In quest’ultimo periodo se ne sta parlando moltissimo, le aste dove chi scommette meno vince. Subito si è gridato alla truffa, invece investigando un po’ si poteva riuscire a capire la strategia commerciale (geniale) messa in pratica dagli ideatori dei siti.

“E’ comunque una fregatura!” No, non c’è nessuna fregatura, c’è solo una concorrenza spietate per il premio!

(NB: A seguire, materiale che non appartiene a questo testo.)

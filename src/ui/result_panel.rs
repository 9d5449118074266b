use crate::ui::{theme, truncate_with_ellipsis};
use crate::view::{BranchCard, Fragment, Person, RateLimitCard, RepoCard};
use ratatui::{
    buffer::Buffer as Buf,
    layout::Rect,
    style::{Modifier, Style},
    text::{Line, Span},
    widgets::{Block, Borders, Gauge, Widget},
};

pub struct ResultPanel<'a> {
    pub fragments: &'a [Fragment],
}

fn fragment_height(fragment: &Fragment) -> u16 {
    match fragment {
        Fragment::Loading
        | Fragment::ErrorLabel(_)
        | Fragment::ErrorLink { .. }
        | Fragment::BranchMissing(_) => 1,
        Fragment::Repository(_) => 4,
        Fragment::Branch(_) => 8,
        Fragment::RateLimit(_) => 7,
    }
}

impl<'a> Widget for ResultPanel<'a> {
    fn render(self, area: Rect, buf: &mut Buf) {
        let mut y = area.y;
        for fragment in self.fragments {
            let h = fragment_height(fragment);
            if y + h > area.bottom() {
                break;
            }
            let slot = Rect::new(area.x, y, area.width, h);
            match fragment {
                Fragment::Loading => {
                    let line = Line::from(Span::styled(
                        " Loading\u{2026}",
                        Style::default().fg(theme::ACCENT).add_modifier(Modifier::ITALIC),
                    ));
                    buf.set_line(slot.x, slot.y, &line, slot.width);
                }
                Fragment::ErrorLabel(message) => {
                    let line = Line::from(Span::styled(
                        format!(" {message}"),
                        Style::default().fg(theme::ERROR_FG),
                    ));
                    buf.set_line(slot.x, slot.y, &line, slot.width);
                }
                Fragment::ErrorLink { text, href } => {
                    let line = Line::from(vec![
                        Span::raw(" "),
                        Span::styled(
                            text.clone(),
                            Style::default()
                                .fg(theme::ERROR_FG)
                                .add_modifier(Modifier::UNDERLINED),
                        ),
                        Span::styled(format!(" <{href}>"), Style::default().fg(theme::LINK_FG)),
                    ]);
                    buf.set_line(slot.x, slot.y, &line, slot.width);
                }
                Fragment::BranchMissing(notice) => {
                    let line = Line::from(Span::styled(
                        format!(" {notice}"),
                        Style::default().fg(theme::WARN_FG),
                    ));
                    buf.set_line(slot.x, slot.y, &line, slot.width);
                }
                Fragment::Repository(card) => render_repo(card, slot, buf),
                Fragment::Branch(card) => render_branch(card, slot, buf),
                Fragment::RateLimit(card) => render_rate_limit(card, slot, buf),
            }
            y += h;
        }
    }
}

fn card(title: &str, area: Rect, buf: &mut Buf) -> Rect {
    let block = Block::default()
        .title(format!(" {title} "))
        .title_style(Style::default().fg(theme::ACCENT).add_modifier(Modifier::BOLD))
        .borders(Borders::ALL)
        .border_style(Style::default().fg(theme::BORDER_COLOR));
    let inner = block.inner(area);
    block.render(area, buf);
    inner
}

fn secondary(text: &str, width: usize) -> Span<'static> {
    Span::styled(
        truncate_with_ellipsis(text, width),
        Style::default().fg(theme::DIM_TEXT),
    )
}

fn person_line(person: &Person, width: usize) -> Line<'static> {
    Line::from(vec![
        Span::styled(format!("{:<10}", person.role), Style::default().fg(theme::ACCENT)),
        secondary(&person.name, width.saturating_sub(10)),
    ])
}

fn render_repo(card_data: &RepoCard, area: Rect, buf: &mut Buf) {
    let inner = card("Repository", area, buf);
    let w = inner.width as usize;
    if inner.height < 2 {
        return;
    }
    buf.set_line(
        inner.x,
        inner.y,
        &Line::from(secondary(&card_data.name_with_owner, w)),
        inner.width,
    );
    buf.set_line(inner.x, inner.y + 1, &person_line(&card_data.owner, w), inner.width);
}

fn render_branch(card_data: &BranchCard, area: Rect, buf: &mut Buf) {
    let inner = card("Branch", area, buf);
    let w = inner.width as usize;
    if inner.height < 6 {
        return;
    }
    let first_line = card_data.message.lines().next().unwrap_or("");
    let rows: [Line<'static>; 4] = [
        Line::from(secondary(&card_data.name, w)),
        Line::from(Span::styled("Head", Style::default().add_modifier(Modifier::BOLD))),
        Line::from(Span::styled(
            truncate_with_ellipsis(&card_data.sha, w),
            Style::default().fg(theme::SHA_COLOR),
        )),
        Line::from(Span::raw(truncate_with_ellipsis(first_line, w))),
    ];
    for (i, line) in rows.iter().enumerate() {
        buf.set_line(inner.x, inner.y + i as u16, line, inner.width);
    }
    for (i, person) in card_data.people.iter().take(2).enumerate() {
        buf.set_line(
            inner.x,
            inner.y + 4 + i as u16,
            &person_line(person, w),
            inner.width,
        );
    }
}

fn render_rate_limit(card_data: &RateLimitCard, area: Rect, buf: &mut Buf) {
    let inner = card("Rate Limit", area, buf);
    if inner.height < 5 {
        return;
    }
    let rows = [
        Line::from(Span::styled(card_data.resets.clone(), Style::default().fg(theme::DIM_TEXT))),
        Line::from(Span::raw(card_data.usage.clone())),
        Line::from(Span::styled("Last Request", Style::default().add_modifier(Modifier::BOLD))),
        Line::from(Span::raw(card_data.last_request.clone())),
    ];
    for (i, line) in rows.iter().enumerate() {
        buf.set_line(inner.x, inner.y + i as u16, line, inner.width);
    }
    Gauge::default()
        .gauge_style(Style::default().fg(theme::GAUGE_FG).bg(theme::GAUGE_BG))
        .ratio(card_data.ratio)
        .label("")
        .render(Rect::new(inner.x, inner.y + 4, inner.width, 1), buf);
}

#[cfg(test)]
mod tests {
    use super::*;
    use crate::lookup::Lookup;
    use crate::reconcile::FetchStatus;
    use crate::test_utils::sample_data;
    use crate::view::fragments;
    use chrono::{TimeZone, Utc};

    fn screen_text(buf: &Buf) -> String {
        let mut out = String::new();
        for y in 0..buf.area.height {
            for x in 0..buf.area.width {
                out.push_str(buf[(x, y)].symbol());
            }
            out.push('\n');
        }
        out
    }

    fn draw(frags: &[Fragment], height: u16) -> String {
        let area = Rect::new(0, 0, 70, height);
        let mut buf = Buf::empty(area);
        ResultPanel { fragments: frags }.render(area, &mut buf);
        screen_text(&buf)
    }

    #[test]
    fn draws_all_cards() {
        let now = Utc.with_ymd_and_hms(2024, 3, 1, 12, 25, 0).unwrap();
        let result = crate::lookup::LookupResult::Success(Lookup::from(sample_data()));
        let frags = fragments(FetchStatus::Settled, Some(&result), "main", now);
        let text = draw(&frags, 24);

        assert!(text.contains("Repository"));
        assert!(text.contains("rust-lang/rust"));
        assert!(text.contains("Merge pull request #1"));
        assert!(text.contains("Committer"));
        assert!(text.contains("Resets in 5 minutes"));
        assert!(text.contains("Usage: 10/5000"));
        assert!(text.contains("Cost: 1, nodes: 1"));
    }

    #[test]
    fn draws_error_link_with_target() {
        let frags = vec![Fragment::ErrorLink {
            text: "Not Found".into(),
            href: "https://docs.github.com/rest".into(),
        }];
        let text = draw(&frags, 2);
        assert!(text.contains("Not Found <https://docs.github.com/rest>"));
    }

    #[test]
    fn skips_cards_that_do_not_fit() {
        let frags = vec![
            Fragment::ErrorLabel("first".into()),
            Fragment::RateLimit(RateLimitCard {
                resets: "Already reset.".into(),
                usage: "Usage: 1/2".into(),
                last_request: "Cost: 1, nodes: 0".into(),
                ratio: 0.5,
            }),
        ];
        let text = draw(&frags, 4);
        assert!(text.contains("first"));
        assert!(!text.contains("Already reset."));
    }
}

Il meccanismo è abbastanza semplice da capire e metterlo in pratica, è proprio questo meccanismo che fa guadagnare gli ideatori del sito.

Vediamo come funziona.

Vince la puntata unica più bassa: ci sono diverse puntate, 2 da 0,01 euro, 1 da 0,02 euro e altre 2 da 0,03 euro. La puntata più bassa è da 0,01 euro, ma non è unica poichè sono stati in 2 a puntare quella cifra, perciò vince chi ha puntato 0,02 euro, poichè ha fatto la puntata unica più bassa.

Ora ipotizziamo un asta.

C’è un prodotto all’asta, un iPhone da 16 gb, prezzo di mercato: 499 dollari.

Ogni volta che un utente registrato al sito fa una puntata gli vengono addebitati 2 euro ed è possibile puntare da una cifra ad un’altra, ad esempio punto dai 5 ai 6 euro per un costo complessimo di puntate di 200 euro. Direti voi: Cavolo 200 euro! Per puntare un euro e non avere la certezza di vincere?! E’ proprio su questo che giocano gli scommettitori più esperti: per loro spendere 200 euro per un prodotto che sul mercato compri a 500 dollari è un ottimo affare (e per chi non lo sarebbe?)! Quindi scommettono su ogni prodotto qualche centinaia di euro sperando di vincere.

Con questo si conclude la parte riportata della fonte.